Я пожал плечами два раза. Мне небезосновательно казалось, что искренний ответ будет выглядеть как лесть.
— Вы говорите на языках? — спросил он.
— Да, — кивнул я, — по-немецки.
— Ну-ка, скажи что-нибудь, — попросил Блюменталь.
— Не буду, — сказал я капризно.
— Warum? — без улыбки спросил мэтр.
— Weil ich glaube, das Dummkeit ist… Ich meine zu sprechen, wenn du weiss nicht, was sagen willst.
— Sie haben gute Aussprache. Waren Sie in Deutschland?
— Nein, — сказал я и засмеялся, — Ich bin angeborenes Talent!.. [13]

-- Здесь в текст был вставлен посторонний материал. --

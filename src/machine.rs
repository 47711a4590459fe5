// Copyright (c) 2018 Fabian Schuiki

//! Representation of a parsing table.
//!
//! The table maps a parser state and a grammar symbol to at most one action.
//! Shift actions on nonterminals double as goto entries. Reductions are
//! entered for every terminal in the follow set of the production's head.

use std::collections::BTreeMap;
use std::fmt;
use std::ops::{Index, IndexMut};

use crate::error::{ConflictKind, GrammarError};
use crate::first::{FirstSets, FollowSets};
use crate::grammar::{Grammar, ProductionId, Symbol, AUGMENTING, END};
use crate::graph::StateId;
use crate::item_set::ItemSets;
use crate::Pretty;

/// A parsing table.
#[derive(Debug, Clone, PartialEq, Eq)]
pub struct ParsingTable {
    states: Vec<State>,
}

/// A parser state.
///
/// This is basically a set of mappings from symbols to actions.
#[derive(Debug, Clone, PartialEq, Eq)]
pub struct State {
    id: StateId,
    actions: BTreeMap<Symbol, Action>,
}

/// An action to be taken upon encountering a symbol.
#[derive(Debug, Copy, Clone, PartialEq, Eq, Hash)]
pub enum Action {
    /// Shift the symbol and go to the given state.
    Shift(StateId),
    /// Reduce with the given production.
    Reduce(ProductionId),
    /// Accept the input.
    Accept,
}

impl ParsingTable {
    /// Build the parsing table for a grammar.
    ///
    /// Fails on the first cell that would receive two different actions.
    pub fn build(grammar: &Grammar) -> Result<ParsingTable, GrammarError> {
        let item_sets = ItemSets::compute(grammar);
        let first = FirstSets::compute(grammar);
        let follow = FollowSets::compute(grammar, &first);
        ParsingTable::from_item_sets(grammar, &item_sets, &follow)
    }

    /// Build the parsing table from precomputed item sets and follow sets.
    pub fn from_item_sets(
        grammar: &Grammar,
        item_sets: &ItemSets,
        follow: &FollowSets,
    ) -> Result<ParsingTable, GrammarError> {
        let mut table = ParsingTable {
            states: (0..item_sets.len())
                .map(|index| State {
                    id: StateId::from_usize(index),
                    actions: BTreeMap::new(),
                })
                .collect(),
        };

        for (id, set) in item_sets.all() {
            for (&symbol, target) in item_sets.gotos().transitions(id) {
                table.add_action(grammar, id, symbol, Action::Shift(target))?;
            }
            for item in set.items().filter(|item| item.is_complete(grammar)) {
                let production = grammar.production(item.production());
                for terminal in follow.terminals(production.head()) {
                    let action = if item.production() == AUGMENTING && terminal == END {
                        Action::Accept
                    } else {
                        Action::Reduce(item.production())
                    };
                    table.add_action(grammar, id, Symbol::Terminal(terminal), action)?;
                }
            }
        }

        debug!("parsing table with {} states", table.states.len());
        Ok(table)
    }

    /// Enter an action into the table, rejecting conflicts.
    fn add_action(
        &mut self,
        grammar: &Grammar,
        state: StateId,
        symbol: Symbol,
        action: Action,
    ) -> Result<(), GrammarError> {
        let actions = &mut self[state].actions;
        match actions.get(&symbol).cloned() {
            None => {
                actions.insert(symbol, action);
                Ok(())
            }
            Some(existing) if existing == action => Ok(()),
            Some(existing) => {
                let kind = classify(existing, action);
                debug!(
                    "{} conflict in state {} on {}: {:?} vs {:?}",
                    kind,
                    state,
                    symbol.pretty(grammar),
                    existing,
                    action
                );
                Err(GrammarError::Conflict {
                    kind: kind,
                    state: state,
                    symbol: grammar.symbol_name(symbol).into(),
                })
            }
        }
    }

    /// Look up the action for a state and symbol.
    pub fn action(&self, state: StateId, symbol: Symbol) -> Option<Action> {
        self.states
            .get(state.as_usize())
            .and_then(|s| s.actions.get(&symbol).cloned())
    }

    /// All states in the table.
    pub fn states(&self) -> States<'_> {
        States(self.states.iter())
    }

    /// The number of states.
    pub fn len(&self) -> usize {
        self.states.len()
    }

    /// Whether the table has no states. Never true for a built table.
    pub fn is_empty(&self) -> bool {
        self.states.is_empty()
    }

    /// Get a pretty printer for this table.
    pub fn pretty<'a>(&'a self, grammar: &'a Grammar) -> Pretty<&'a Grammar, &'a Self> {
        Pretty::new(grammar, self)
    }
}

/// Determine the kind of conflict between two different actions.
fn classify(a: Action, b: Action) -> ConflictKind {
    match (a, b) {
        (Action::Accept, _) | (_, Action::Accept) => ConflictKind::Accept,
        (Action::Shift(_), Action::Shift(_)) => ConflictKind::ShiftShift,
        (Action::Reduce(_), Action::Reduce(_)) => ConflictKind::ReduceReduce,
        _ => ConflictKind::ShiftReduce,
    }
}

impl Index<StateId> for ParsingTable {
    type Output = State;

    fn index(&self, index: StateId) -> &State {
        &self.states[index.as_usize()]
    }
}

impl IndexMut<StateId> for ParsingTable {
    fn index_mut(&mut self, index: StateId) -> &mut State {
        &mut self.states[index.as_usize()]
    }
}

impl<'a> fmt::Display for Pretty<&'a Grammar, &'a ParsingTable> {
    fn fmt(&self, f: &mut fmt::Formatter) -> fmt::Result {
        for state in self.item.states() {
            write!(f, "s{}:", state.id)?;
            for (symbol, action) in state.actions() {
                write!(f, " {}:", symbol.pretty(self.ctx))?;
                match action {
                    Action::Shift(id) => write!(f, "s{}", id)?,
                    Action::Reduce(id) => write!(f, "r{}", id.as_usize())?,
                    Action::Accept => write!(f, "acc")?,
                }
            }
            write!(f, "\n")?;
        }
        Ok(())
    }
}

impl State {
    /// Get the unique identifier of this state.
    pub fn id(&self) -> StateId {
        self.id
    }

    /// An iterator over the symbols and associated actions.
    pub fn actions(&self) -> Actions<'_> {
        Actions(self.actions.iter())
    }
}

/// An iterator over the states of a parsing table.
pub struct States<'a>(std::slice::Iter<'a, State>);

impl<'a> Iterator for States<'a> {
    type Item = &'a State;

    fn next(&mut self) -> Option<Self::Item> {
        self.0.next()
    }
}

/// An iterator over the actions of a state.
pub struct Actions<'a>(std::collections::btree_map::Iter<'a, Symbol, Action>);

impl<'a> Iterator for Actions<'a> {
    type Item = (Symbol, Action);

    fn next(&mut self) -> Option<Self::Item> {
        self.0.next().map(|(&s, &a)| (s, a))
    }
}

#[cfg(test)]
mod tests {
    use super::*;
    use crate::grammar::tests::arithmetic;
    use crate::grammar::{GrammarBuilder, SemanticRule};

    #[test]
    fn arithmetic_builds() {
        let g = arithmetic();
        let table = ParsingTable::build(&g).unwrap();
        assert_eq!(table.len(), 12);
        let number = Symbol::Terminal(g.terminal("number").unwrap());
        let end = Symbol::Terminal(END);
        match table.action(StateId::from_usize(0), number) {
            Some(Action::Shift(_)) => (),
            other => panic!("expected shift on number, got {:?}", other),
        }
        assert_eq!(table.action(StateId::from_usize(0), end), None);
        let accepting: Vec<StateId> = table
            .states()
            .filter(|s| s.actions().any(|(_, a)| a == Action::Accept))
            .map(|s| s.id())
            .collect();
        assert_eq!(accepting.len(), 1);
        let expr = Symbol::Nonterminal(g.nonterminal("expr").unwrap());
        assert_eq!(
            table.action(StateId::from_usize(0), expr),
            Some(Action::Shift(accepting[0]))
        );
    }

    #[test]
    fn ambiguous_sum_conflicts() {
        let g = GrammarBuilder::new("E'")
            .production("E'", vec!["E"], SemanticRule::None)
            .production("E", vec!["E", "+", "E"], SemanticRule::tree("+", vec![0, 2]))
            .production("E", vec!["n"], SemanticRule::None)
            .build()
            .unwrap();
        match ParsingTable::build(&g) {
            Err(GrammarError::Conflict { kind, symbol, .. }) => {
                assert_eq!(kind, ConflictKind::ShiftReduce);
                assert_eq!(symbol, "+");
            }
            other => panic!("expected a conflict, got {:?}", other),
        }
    }

    #[test]
    fn reduce_reduce_conflict() {
        // S -> A | B, A -> x, B -> x
        let g = GrammarBuilder::new("S'")
            .production("S'", vec!["S"], SemanticRule::None)
            .production("S", vec!["A"], SemanticRule::None)
            .production("S", vec!["B"], SemanticRule::None)
            .production("A", vec!["x"], SemanticRule::None)
            .production("B", vec!["x"], SemanticRule::None)
            .build()
            .unwrap();
        match ParsingTable::build(&g) {
            Err(GrammarError::Conflict { kind, symbol, .. }) => {
                assert_eq!(kind, ConflictKind::ReduceReduce);
                assert_eq!(symbol, "$");
            }
            other => panic!("expected a conflict, got {:?}", other),
        }
    }

    #[test]
    fn cc_grammar_builds() {
        let g = GrammarBuilder::new("S'")
            .production("S'", vec!["S"], SemanticRule::None)
            .production("S", vec!["C", "C"], SemanticRule::None)
            .production("C", vec!["c", "C"], SemanticRule::None)
            .production("C", vec!["d"], SemanticRule::None)
            .build()
            .unwrap();
        let table = ParsingTable::build(&g).unwrap();
        assert_eq!(table.len(), 7);
        let printed = format!("{}", table.pretty(&g));
        assert!(printed.contains("acc"));
        assert!(printed.starts_with("s0:"));
    }

    #[test]
    fn classify_conflicts() {
        let s = Action::Shift(StateId::from_usize(1));
        let r = Action::Reduce(ProductionId::from_usize(1));
        assert_eq!(classify(s, r), ConflictKind::ShiftReduce);
        assert_eq!(classify(r, s), ConflictKind::ShiftReduce);
        let r2 = Action::Reduce(ProductionId::from_usize(2));
        let s2 = Action::Shift(StateId::from_usize(2));
        assert_eq!(classify(r, r2), ConflictKind::ReduceReduce);
        assert_eq!(classify(s, s2), ConflictKind::ShiftShift);
        assert_eq!(classify(Action::Accept, r), ConflictKind::Accept);
    }
}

Горчаков не смеялся. Он повернулся к Блюменталю, как мне испуганно показалось, потеряв интерес ко мне, и спросил его своим тихим голосом:
— Ну что, на конкурс?
— А давайте, — серьезно, тоже не глядя на меня, сказал Блюменталь.
Горчаков вернулся взглядом.
— Подготовьте документы и приходите в июле.
— Это второй тур? — спросил я с наигранным простодушием.
— Тебе сказали, с документами, — грубо и весело сказал Блюменталь, — Будешь экзамены сдавать.
Я разулыбался в глупом счастье и спросил, где можно одеться. Смулянский вызвался проводить меня. Уже в дверях Горчаков спросил:
— Какая ваша любимая пьеса?
Я повернулся к нему в отчаянии, потому что не был готов ответить. Больше всего на тот момент меня волновал Еврипидов «Орест». Но я робел сказать об этом, чтобы не выглядеть нескромно. Мои колебания были неумеренно долгими. Наконец я сказал:
— «Орест» Еврипида.
— Сделаете экспликацию.
— Ага, — кивнул я и закрыл дверь.
Я шел за спиной артиста Никиты Смулянского, которого знал и любил, мимо оторопелых абитуриентов — голый человек-легенда. Мне казалось, что я уже актер, мне хотелось выкинуть что-нибудь этакое, чтобы все замерли в благоговейном трансе. Хотелось разом петь, кричать, читать стихи про народ и кувыркаться в пыли. Моя биография знала, что такое триумф! Я шел, расправив плечи, втянув живот, высоко задрав подбородок, и сам себе казался изумительно красивым в леопардовых плавках. Wery, wery sexy![14]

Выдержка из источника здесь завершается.